As a mathematical matter, the expected number of fixed points for any permutation is 1. Some have more. For some to have more, others must have less, and all of those will have 0.
But as a logical matter, "the structural difference is total" is pure gibberish. Consider these two permutations on 5 elements:
1. [2, 3, 4, 5, 1]
2. [5, 1, 2, 3, 4]
"Not a single element occupies the same position in both orderings."
But of course these two permutations have a nearly identical structure (they are rotations in opposite directions, and are each other's inverses); they are far more closely related to each other than either is to
3. [4, 3, 2, 1, 5]
even though permutation 3 shares the assigned position of "3" with permutation 1, and the assigned position of "2" with permutation 2.
Then:
>> We reframe the question:
>> Transform the question "what is the structural distance between two orderings"
>> into the mathematical problem "what is the cycle structure of a specific permutation in S₆₄?"
This is nonsense. The 'question' cannot be transformed into the 'problem', because they are completely unrelated ideas. It's like transforming the question 'what is the Levenshtein distance between two strings?' into the problem 'if a specific string were in alphabetical order, how would it be pronounced?'.
You are right, zero fixed points does not mean total structural difference. Your counterexample is good. My wording was wrong, I will
fix it. What interests me is not the statistical rarity, but that 81% of elements are in one orbit — this means the reordering is
highly coupled, not a bunch of small local swaps.

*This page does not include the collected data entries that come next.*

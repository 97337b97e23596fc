pub mod capture;
mod error;
mod fonts;
pub mod model;
mod pdf;
pub mod report;

pub use error::{Error, Result};

use std::path::{Path, PathBuf};
use std::time::Instant;

use chrono::NaiveDate;

use capture::{CaptureConfig, CapturedImage, RenderSurface};
use model::ReportData;
use report::{Document, LayoutConfig};

const EXPORT_STEM: &str = "cargo-loading-plan";

/// `cargo-loading-plan-YYYY-MM-DD.<extension>`
pub fn export_file_name(date: NaiveDate, extension: &str) -> String {
    format!("{EXPORT_STEM}-{}.{extension}", date.format("%Y-%m-%d"))
}

/// Lay out and serialize the report in memory.
pub fn render_report(data: &ReportData, image: CapturedImage, layout: &LayoutConfig) -> Result<Vec<u8>> {
    let doc: Document = report::build_report(data, image, layout);
    pdf::render(&doc)
}

/// Capture the surface and write it as a PNG into `out_dir`.
/// Without a surface nothing is written and `Ok(None)` is returned.
pub async fn export_image<S: RenderSurface>(
    surface: Option<&S>,
    out_dir: &Path,
    date: NaiveDate,
    config: &CaptureConfig,
) -> Result<Option<PathBuf>> {
    let Some(surface) = surface else {
        log::debug!("image export skipped: no render surface");
        return Ok(None);
    };

    let image = capture::capture(surface, config).await?;
    let output = out_dir.join(export_file_name(date, "png"));
    image.write_to(&output)?;
    log::info!("wrote {} ({} bytes)", output.display(), image.png.len());
    Ok(Some(output))
}

/// Capture the surface, then lay out and write the PDF report into `out_dir`.
/// Capture completes before layout starts; the image is embedded by value.
pub async fn export_report<S: RenderSurface>(
    surface: Option<&S>,
    data: &ReportData,
    out_dir: &Path,
    capture_config: &CaptureConfig,
    layout: &LayoutConfig,
) -> Result<Option<PathBuf>> {
    let Some(surface) = surface else {
        log::debug!("report export skipped: no render surface");
        return Ok(None);
    };

    let t0 = Instant::now();
    let image = capture::capture(surface, capture_config).await?;
    let t_capture = t0.elapsed();

    let bytes = render_report(data, image, layout)?;
    let t_render = t0.elapsed();

    let output = out_dir.join(export_file_name(data.metadata.generated_on, "pdf"));
    std::fs::write(&output, &bytes).map_err(Error::Io)?;
    let t_total = t0.elapsed();

    log::info!(
        "Timing: capture={:.1}ms, render={:.1}ms, write={:.1}ms, total={:.1}ms (output {} bytes)",
        t_capture.as_secs_f64() * 1000.0,
        (t_render - t_capture).as_secs_f64() * 1000.0,
        (t_total - t_render).as_secs_f64() * 1000.0,
        t_total.as_secs_f64() * 1000.0,
        bytes.len(),
    );

    Ok(Some(output))
}
use pdf_writer::{Name, Pdf, Ref};

/// Base-14 faces used by the report. Nothing is embedded; viewers supply them.
#[derive(Clone, Copy, Debug, PartialEq, Eq)]
pub(crate) enum Face {
    Regular,
    Bold,
}

impl Face {
    pub(crate) const ALL: [Face; 2] = [Face::Regular, Face::Bold];

    pub(crate) fn pdf_name(self) -> &'static str {
        match self {
            Face::Regular => "F1",
            Face::Bold => "F2",
        }
    }

    fn base_font(self) -> &'static [u8] {
        match self {
            Face::Regular => b"Helvetica",
            Face::Bold => b"Helvetica-Bold",
        }
    }

    pub(crate) fn for_weight(bold: bool) -> Self {
        if bold { Face::Bold } else { Face::Regular }
    }
}

pub(crate) fn register_font(pdf: &mut Pdf, face: Face, font_ref: Ref) {
    pdf.type1_font(font_ref)
        .base_font(Name(face.base_font()))
        .encoding_predefined(Name(b"WinAnsiEncoding"));
}

/// Convert a UTF-8 string to WinAnsi (Windows-1252) bytes for PDF Str encoding.
/// Unmappable characters are replaced with '?'.
pub(crate) fn to_winansi_bytes(s: &str) -> Vec<u8> {
    s.chars()
        .map(|c| match c as u32 {
            0x0020..=0x007E => c as u8,
            0x00A0..=0x00FF => c as u8, // Latin-1 supplement maps directly, incl. U+00D7 '×'
            0x20AC => 0x80,
            0x201A => 0x82,
            0x201E => 0x84,
            0x2026 => 0x85,
            0x2030 => 0x89,
            0x0160 => 0x8A,
            0x0152 => 0x8C,
            0x017D => 0x8E,
            0x2018 => 0x91,
            0x2019 => 0x92,
            0x201C => 0x93,
            0x201D => 0x94,
            0x2022 => 0x95,
            0x2013 => 0x96,
            0x2014 => 0x97,
            0x2122 => 0x99,
            0x0161 => 0x9A,
            0x0153 => 0x9C,
            0x017E => 0x9E,
            0x0178 => 0x9F,
            _ => b'?',
        })
        .collect()
}
//! Tracing subscriber setup for the `logfit` binary.
//!
//! Logs go to stderr so that reports on stdout stay machine-friendly.
//! `RUST_LOG` takes precedence over the `-v` flag.

use tracing_subscriber::{EnvFilter, layer::SubscriberExt, util::SubscriberInitExt};

/// Install the global subscriber. Call once, from the binary.
pub fn init_logger(verbose: bool) {
    let default = if verbose {
        "loglayer_fit=debug,warn"
    } else {
        "loglayer_fit=info,warn"
    };
    let filter = EnvFilter::try_from_default_env().unwrap_or_else(|_| EnvFilter::new(default));

    tracing_subscriber::registry()
        .with(filter)
        .with(
            tracing_subscriber::fmt::layer()
                .with_writer(std::io::stderr)
                .with_target(false)
                .with_thread_ids(false)
                .with_file(false)
                .with_line_number(false)
                .compact(),
        )
        .init();
}
//! Observation sources: the inline reference profile and synthetic profiles.

pub mod reference;
pub mod sample;

pub use reference::*;
pub use sample::*;
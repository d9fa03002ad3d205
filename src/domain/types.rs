//! Shared domain types.
//!
//! These types are intentionally kept lightweight and serializable so they can be:
//!
//! - used in-memory during fitting
//! - exported to JSON/CSV
//! - printed by the report module

use std::path::PathBuf;

use chrono::{DateTime, Utc};
use serde::{Deserialize, Serialize};

use crate::error::FitError;

/// An immutable set of paired `(z, u)` observations.
///
/// Heights are in centimeters and velocities in centimeters per second, but
/// nothing in the fitting code depends on the unit system as long as it is
/// consistent.
#[derive(Debug, Clone, PartialEq, Serialize)]
pub struct Observations {
    heights: Vec<f64>,
    velocities: Vec<f64>,
}

impl Observations {
    /// Validate and build an observation set.
    ///
    /// Requirements:
    /// - equal lengths and at least two points
    /// - every height finite and strictly positive
    /// - every velocity finite
    /// - at least two distinct heights
    pub fn new(heights: Vec<f64>, velocities: Vec<f64>) -> Result<Self, FitError> {
        if heights.len() != velocities.len() {
            return Err(FitError::InvalidObservations(format!(
                "length mismatch: {} heights vs {} velocities",
                heights.len(),
                velocities.len()
            )));
        }
        if heights.len() < 2 {
            return Err(FitError::InvalidObservations(format!(
                "need at least 2 observations, got {}",
                heights.len()
            )));
        }
        if let Some((i, z)) = heights
            .iter()
            .enumerate()
            .find(|(_, z)| !(z.is_finite() && **z > 0.0))
        {
            return Err(FitError::Domain(format!(
                "height z[{i}]={z} must be finite and > 0"
            )));
        }
        if let Some((i, u)) = velocities.iter().enumerate().find(|(_, u)| !u.is_finite()) {
            return Err(FitError::InvalidObservations(format!(
                "velocity u[{i}]={u} is not finite"
            )));
        }
        let first = heights[0];
        if heights.iter().all(|&z| z == first) {
            return Err(FitError::InvalidObservations(
                "all heights are equal; u_star and z_o are not identifiable".to_string(),
            ));
        }

        Ok(Self {
            heights,
            velocities,
        })
    }

    /// Build from `(z, u)` pairs.
    pub fn from_pairs(pairs: &[(f64, f64)]) -> Result<Self, FitError> {
        let (heights, velocities) = pairs.iter().copied().unzip();
        Self::new(heights, velocities)
    }

    pub fn heights(&self) -> &[f64] {
        &self.heights
    }

    pub fn velocities(&self) -> &[f64] {
        &self.velocities
    }

    pub fn len(&self) -> usize {
        self.heights.len()
    }

    /// Always false for a validated set; provided for API symmetry.
    pub fn is_empty(&self) -> bool {
        self.heights.is_empty()
    }

    pub fn iter(&self) -> impl Iterator<Item = (f64, f64)> + '_ {
        self.heights
            .iter()
            .copied()
            .zip(self.velocities.iter().copied())
    }

    /// Smallest and largest observed height.
    pub fn height_range(&self) -> (f64, f64) {
        self.heights
            .iter()
            .fold((f64::INFINITY, f64::NEG_INFINITY), |(lo, hi), &z| {
                (lo.min(z), hi.max(z))
            })
    }
}

/// Law-of-the-wall parameters.
#[derive(Debug, Clone, Copy, PartialEq, Serialize, Deserialize)]
pub struct LogLawParams {
    /// Friction velocity.
    pub u_star: f64,
    /// Roughness length.
    pub z_o: f64,
}

impl LogLawParams {
    pub fn new(u_star: f64, z_o: f64) -> Self {
        Self { u_star, z_o }
    }
}

/// Fit quality diagnostics.
#[derive(Debug, Clone, Serialize, Deserialize)]
pub struct FitQuality {
    pub sse: f64,
    pub rmse: f64,
    /// Degrees of freedom `n - 2`.
    pub dof: usize,
    /// Solver iterations (trial steps) used.
    pub iterations: usize,
}

/// Output of a single fit.
///
/// Serialize-only: unestimable entries are infinite and JSON writes them as
/// `null`, which `f64` cannot read back.
#[derive(Debug, Clone, Serialize)]
pub struct FitResult {
    pub u_star: f64,
    pub z_o: f64,
    pub se_u_star: f64,
    pub se_z_o: f64,
    pub n_observations: usize,
    /// Parameter covariance, row-major over `(u_star, z_o)`.
    ///
    /// Entries are `+inf` when the covariance is not estimable (zero degrees
    /// of freedom or a singular normal matrix).
    pub covariance: [[f64; 2]; 2],
    pub quality: FitQuality,
}

impl FitResult {
    pub fn params(&self) -> LogLawParams {
        LogLawParams::new(self.u_star, self.z_o)
    }
}

/// Levenberg–Marquardt settings.
#[derive(Debug, Clone)]
pub struct SolverConfig {
    /// Maximum number of trial steps.
    pub max_iter: usize,
    /// Relative tolerance on the reduction of the sum of squares.
    pub ftol: f64,
    /// Relative tolerance on the parameter step.
    pub xtol: f64,
    /// Absolute tolerance on the gradient infinity norm.
    pub gtol: f64,
    /// Initial damping factor (relative to the scaled normal matrix).
    pub lambda_init: f64,
    /// Keep every iterate inside `z_o > 0` by rejecting steps that leave it.
    pub bounded: bool,
}

impl Default for SolverConfig {
    fn default() -> Self {
        Self {
            max_iter: 200,
            ftol: 1.49012e-8,
            xtol: 1.49012e-8,
            gtol: 0.0,
            lambda_init: 1e-3,
            bounded: true,
        }
    }
}

impl SolverConfig {
    pub fn validate(&self) -> Result<(), FitError> {
        if self.max_iter == 0 {
            return Err(FitError::InvalidConfig("max_iter must be >= 1".to_string()));
        }
        for (name, v) in [("ftol", self.ftol), ("xtol", self.xtol), ("gtol", self.gtol)] {
            if !(v.is_finite() && v >= 0.0) {
                return Err(FitError::InvalidConfig(format!(
                    "{name}={v} must be finite and >= 0"
                )));
            }
        }
        if !(self.lambda_init.is_finite() && self.lambda_init > 0.0) {
            return Err(FitError::InvalidConfig(format!(
                "lambda_init={} must be finite and > 0",
                self.lambda_init
            )));
        }
        Ok(())
    }
}

/// Log-spaced roughness-length grid used to seed the solver.
#[derive(Debug, Clone, Copy)]
pub struct SeedGrid {
    pub z_o_min: f64,
    pub z_o_max: f64,
    pub steps: usize,
}

impl SeedGrid {
    /// Grid spanning six decades below the lowest observation height.
    pub fn for_observations(obs: &Observations) -> Self {
        let (z_min, _) = obs.height_range();
        Self {
            z_o_min: z_min * 1e-6,
            z_o_max: z_min,
            steps: 61,
        }
    }
}

/// How the initial guess is chosen.
#[derive(Debug, Clone, Copy, PartialEq)]
pub enum GuessSource {
    /// Explicit `(u_star0, z_o0)`.
    Explicit(LogLawParams),
    /// Log-spaced grid search over `z_o` with closed-form `u_star`.
    Grid,
}

/// A full run's configuration as understood by the pipeline.
///
/// This is derived from CLI flags (plus defaults and environment).
#[derive(Debug, Clone)]
pub struct FitConfig {
    pub heights: Vec<f64>,
    pub velocities: Vec<f64>,
    pub guess: GuessSource,
    pub solver: SolverConfig,
    /// Reference estimate to compare the fit against.
    pub reference: Option<LogLawParams>,
    pub export_residuals: Option<PathBuf>,
    pub export_fit: Option<PathBuf>,
}

/// A fitted profile evaluated on a height grid.
#[derive(Debug, Clone, Serialize)]
pub struct ProfileGrid {
    pub heights: Vec<f64>,
    pub velocities: Vec<f64>,
}

/// A saved fit file (JSON).
#[derive(Debug, Clone, Serialize)]
pub struct FitFile {
    pub tool: String,
    pub generated: DateTime<Utc>,
    pub kappa: f64,
    pub observations: Vec<(f64, f64)>,
    pub fit: FitResult,
    pub grid: ProfileGrid,
}
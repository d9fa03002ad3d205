//! Initial-guess generation by grid search over `z_o`.
//!
//! For a fixed roughness length the model is linear in `u_star`:
//!
//! ```text
//! u_i = u_star · x_i,   x_i = ln(z_i / z_o) / κ
//! ```
//!
//! so each grid point costs one single-column least-squares solve. We evaluate
//! a log-spaced `z_o` grid (in parallel) and keep the lowest-SSE candidate.
//! The result is deterministic and always lies inside `z_o > 0`, which makes it
//! a safe starting point for Levenberg–Marquardt.

use nalgebra::{DMatrix, DVector};
use rayon::prelude::*;
use tracing::debug;

use crate::domain::{LogLawParams, Observations, SeedGrid};
use crate::error::FitError;
use crate::math::{residual_sum_of_squares, solve_least_squares};
use crate::models::KAPPA;

/// Generate `steps` log-spaced points between `min` and `max` (inclusive).
pub fn log_space(min: f64, max: f64, steps: usize) -> Result<Vec<f64>, FitError> {
    if !(min.is_finite() && max.is_finite() && min > 0.0 && max > 0.0 && max > min) {
        return Err(FitError::InvalidConfig(format!(
            "invalid grid range: min={min}, max={max} (must be finite, >0, and max>min)"
        )));
    }
    if steps < 2 {
        return Err(FitError::InvalidConfig("grid steps must be >= 2".to_string()));
    }

    let ln_min = min.ln();
    let ln_max = max.ln();
    let step = (ln_max - ln_min) / (steps as f64 - 1.0);

    let mut out = Vec::with_capacity(steps);
    for i in 0..steps {
        out.push((ln_min + step * i as f64).exp());
    }
    // Pin the endpoints exactly.
    out[0] = min;
    out[steps - 1] = max;
    Ok(out)
}

#[derive(Debug, Clone)]
struct Candidate {
    idx: usize,
    params: LogLawParams,
    sse: f64,
}

/// Pick an initial guess from a log-spaced `z_o` grid.
pub fn seed_from_grid(obs: &Observations, grid: &SeedGrid) -> Result<LogLawParams, FitError> {
    let z_o_values = log_space(grid.z_o_min, grid.z_o_max, grid.steps)?;
    let y = DVector::from_column_slice(obs.velocities());

    let candidates: Vec<Candidate> = z_o_values
        .par_iter()
        .enumerate()
        .filter_map(|(idx, &z_o)| evaluate_candidate(obs, &y, z_o).map(|(u_star, sse)| Candidate {
            idx,
            params: LogLawParams::new(u_star, z_o),
            sse,
        }))
        .collect();

    // Deterministic selection: pick the minimum SSE; break ties by grid index.
    let best = candidates
        .iter()
        .min_by(|a, b| a.sse.total_cmp(&b.sse).then(a.idx.cmp(&b.idx)))
        .ok_or_else(|| FitError::Singular("no usable seed on the z_o grid".to_string()))?;

    debug!(
        u_star = best.params.u_star,
        z_o = best.params.z_o,
        sse = best.sse,
        grid_index = best.idx,
        "grid seed selected"
    );
    Ok(best.params)
}

fn evaluate_candidate(obs: &Observations, y: &DVector<f64>, z_o: f64) -> Option<(f64, f64)> {
    let x = DMatrix::from_iterator(
        obs.len(),
        1,
        obs.heights().iter().map(|&z| (z / z_o).ln() / KAPPA),
    );
    let beta = solve_least_squares(&x, y)?;
    let sse = residual_sum_of_squares(&x, y, &beta);
    if sse.is_finite() { Some((beta[0], sse)) } else { None }
}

> What interests me is not the statistical rarity, but that 81% of elements are in one orbit — this means the reordering is highly coupled, not a bunch of small local swaps.
But what is the significance of the reordering being highly coupled?
The observation itself is the value — it tells you the King Wen sequence is not a bunch of small local adjustments, but a holistic
rearrangement. But it cannot tell you why King Wen arranged it this way.
You are right, the presentation may be overdone. The result itself is a small mathematical fact. I made the interactive page so people
can verify it themselves, not to make it look grand. Thank you for the criticism, I will adjust.
You are right, the expected largest cycle of a random permutation is around 40. 52 is larger but not extreme. I did not claim this
result is statistically significant.
Yes, it is essentially the same mathematical concept — both are cycle decompositions of permutations. Carmack used a permutation to
ensure every pixel is visited exactly once.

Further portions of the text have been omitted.